Fidel Castro, the Cuban dictator wanted the Soviet Union to help him out for saving his regime because ever since the failed Bay of Pigs invasion in 1961, Castro was feeling that a second attack was imminent. Threat from United States made Castro to approve and support the Soviet Union’s program of deploying the Soviet nuclear arms in Cuba. After the formal approvals from the Cuban government and authorities, the Soviet army took practical steps to deploy the missiles in Cuba and during the summer of 1962 the missile installations were built in Cuba (Schier).

The actual crisis began when reconnaissance photographs revealed that the Soviets were construction missile base in Cuba. President John Kennedy took immediate action and formed a committee of his twelve most important advisors for solving the crisis. After long deliberations and debates among the governmental departments and authorities, it was decided that a naval quarantine will be imposed around Cuba for preventing the Russian missiles from reaching Cuba (Hilsman). After the establishment of the quarantine, the President addressed the public and informed the nation about the missile installations.

He also warned the Soviet leadership about the possible consequences of any sort of armed aggression against the United States. He said that any attack launched from Cuba will be considered as an attack on the United States: “It shall be the policy of this nation to regard any nuclear missile launched from Cuba against any nation in the Western Hemisphere as an attack on the United States, requiring a full retaliatory response upon Soviet Union… I call upon Chairman Khrushchev to halt and eliminate this clandestine, reckless and provocative threat to world peace and to stable relations between our two nations.

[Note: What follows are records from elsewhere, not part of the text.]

use std::sync::Arc;

use async_trait::async_trait;
use chrono::{DateTime, Utc};
use serde::{Deserialize, Serialize};
use sqlx::PgPool;
use tokio::sync::mpsc;
use uuid::Uuid;

use crate::context;
use crate::error::Error;

/// Length of the stored lookup prefix: `pk_live_`/`pk_test_` plus the first
/// four characters of the random part.
pub const KEY_PREFIX_LEN: usize = 12;

/// Traffic class an API key belongs to.
#[derive(Debug, Clone, Copy, PartialEq, Eq, Serialize, Deserialize, sqlx::Type)]
#[serde(rename_all = "lowercase")]
#[sqlx(type_name = "key_mode", rename_all = "lowercase")]
pub enum KeyMode {
    Test,
    Live,
}

#[derive(Debug, Clone, sqlx::FromRow)]
pub struct ApiKeyRecord {
    pub id: Uuid,
    pub tenant_id: Uuid,
    /// First [`KEY_PREFIX_LEN`] characters of the key, stored for candidate
    /// lookup; the full key exists only as `secret_hash`.
    pub prefix: String,
    /// bcrypt hash of the full key.
    pub secret_hash: String,
    pub mode: KeyMode,
    pub expires_at: Option<DateTime<Utc>>,
    pub revoked_at: Option<DateTime<Utc>>,
}

#[derive(Debug, Clone, sqlx::FromRow)]
pub struct TenantRecord {
    pub id: Uuid,
    pub name: String,
    pub active: bool,
}

/// Identity attached to the request context once a key resolves.
#[derive(Debug, Clone, Copy)]
pub struct ResolvedIdentity {
    pub tenant_id: Uuid,
    pub api_key_id: Uuid,
    pub key_mode: KeyMode,
}

#[derive(Debug, Clone)]
pub struct KeyUsage {
    pub api_key_id: Uuid,
    pub used_at: DateTime<Utc>,
    pub client_ip: Option<String>,
}

/// Source of tenant and API-key records, supplied by the persistence layer.
#[async_trait]
pub trait TenantDirectory: Send + Sync {
    async fn keys_by_prefix(&self, prefix: &str) -> Result<Vec<ApiKeyRecord>, Error>;
    async fn tenant_by_id(&self, tenant_id: Uuid) -> Result<Option<TenantRecord>, Error>;
    async fn record_key_usage(&self, usage: &KeyUsage) -> Result<(), Error>;
}

/// Authenticates API keys and resolves the owning tenant.
///
/// Last-used bookkeeping runs on a supervised background task fed by a
/// bounded queue so it never delays a response; overflow and write failures
/// are logged and dropped.
pub struct TenantResolver {
    directory: Arc<dyn TenantDirectory>,
    usage_tx: mpsc::Sender<KeyUsage>,
}

impl TenantResolver {
    pub fn new(directory: Arc<dyn TenantDirectory>, usage_queue_capacity: usize) -> Self {
        let (usage_tx, usage_rx) = mpsc::channel(usage_queue_capacity.max(1));
        tokio::spawn(record_usage_worker(directory.clone(), usage_rx));
        Self {
            directory,
            usage_tx,
        }
    }

    /// Resolve a presented API key to a tenant identity.
    ///
    /// The prefix narrows the candidate set; the full key is then verified
    /// against each candidate's bcrypt hash, a deliberately slow comparison
    /// that never touches plaintext at rest. Error wording is identical for
    /// unknown, expired, and revoked keys so callers cannot enumerate
    /// accounts; an inactive tenant is the one distinct (authorization)
    /// failure.
    pub async fn resolve(&self, presented: &str) -> Result<ResolvedIdentity, Error> {
        if !(presented.starts_with("pk_live_") || presented.starts_with("pk_test_"))
            || !presented.is_ascii()
            || presented.len() < KEY_PREFIX_LEN
        {
            return Err(invalid_key());
        }
        let prefix = &presented[..KEY_PREFIX_LEN];

        let candidates = self.directory.keys_by_prefix(prefix).await?;
        let now = Utc::now();

        for key in candidates {
            if !bcrypt::verify(presented, &key.secret_hash).unwrap_or(false) {
                continue;
            }
            if key.revoked_at.is_some() {
                return Err(invalid_key());
            }
            if let Some(expires_at) = key.expires_at
                && expires_at <= now
            {
                return Err(invalid_key());
            }

            let tenant = self
                .directory
                .tenant_by_id(key.tenant_id)
                .await?
                .ok_or_else(invalid_key)?;
            if !tenant.active {
                return Err(Error::Authorization("tenant is inactive".into()));
            }

            self.enqueue_usage(KeyUsage {
                api_key_id: key.id,
                used_at: now,
                client_ip: context::current().and_then(|ctx| ctx.client_ip),
            });

            return Ok(ResolvedIdentity {
                tenant_id: key.tenant_id,
                api_key_id: key.id,
                key_mode: key.mode,
            });
        }

        Err(invalid_key())
    }

    fn enqueue_usage(&self, usage: KeyUsage) {
        if self.usage_tx.try_send(usage).is_err() {
            tracing::warn!("last-used queue full, dropping usage record");
        }
    }
}

fn invalid_key() -> Error {
    Error::Authentication("invalid API key".into())
}

async fn record_usage_worker(
    directory: Arc<dyn TenantDirectory>,
    mut usage_rx: mpsc::Receiver<KeyUsage>,
) {
    while let Some(usage) = usage_rx.recv().await {
        if let Err(e) = directory.record_key_usage(&usage).await {
            tracing::warn!(api_key_id = %usage.api_key_id, "failed to record key usage: {e}");
        }
    }
}

// ─── Postgres directory ────────────────────────────────────────────────────

/// [`TenantDirectory`] backed by the control-plane tables. These tables are
/// not tenant-scoped, so no session binding applies here.
pub struct PgTenantDirectory {
    pool: PgPool,
}

impl PgTenantDirectory {
    pub fn new(pool: PgPool) -> Self {
        Self { pool }
    }
}

#[async_trait]
impl TenantDirectory for PgTenantDirectory {
    async fn keys_by_prefix(&self, prefix: &str) -> Result<Vec<ApiKeyRecord>, Error> {
        let keys = sqlx::query_as::<_, ApiKeyRecord>(
            "SELECT id, tenant_id, prefix, secret_hash, mode, expires_at, revoked_at \
             FROM api_keys WHERE prefix = $1",
        )
        .bind(prefix)
        .fetch_all(&self.pool)
        .await?;
        Ok(keys)
    }

    async fn tenant_by_id(&self, tenant_id: Uuid) -> Result<Option<TenantRecord>, Error> {
        let tenant = sqlx::query_as::<_, TenantRecord>(
            "SELECT id, name, active FROM tenants WHERE id = $1",
        )
        .bind(tenant_id)
        .fetch_optional(&self.pool)
        .await?;
        Ok(tenant)
    }

    async fn record_key_usage(&self, usage: &KeyUsage) -> Result<(), Error> {
        sqlx::query("UPDATE api_keys SET last_used_at = $2, last_used_ip = $3 WHERE id = $1")
            .bind(usage.api_key_id)
            .bind(usage.used_at)
            .bind(usage.client_ip.as_deref())
            .execute(&self.pool)
            .await?;
        Ok(())
    }
}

I call upon him further to abandon this course of world domination, and to join in a historic effort to end the perilous arms race and to transform the history of man. He has an opportunity now to move the world back from the abyss of destruction by returning to his government’s own words that it had no need to station missiles outside its own territory, and withdrawing these weapons from Cuba.” The tensions gradually built up as the Soviets showed little flexibility in their stance of deploying missiles in Cuba.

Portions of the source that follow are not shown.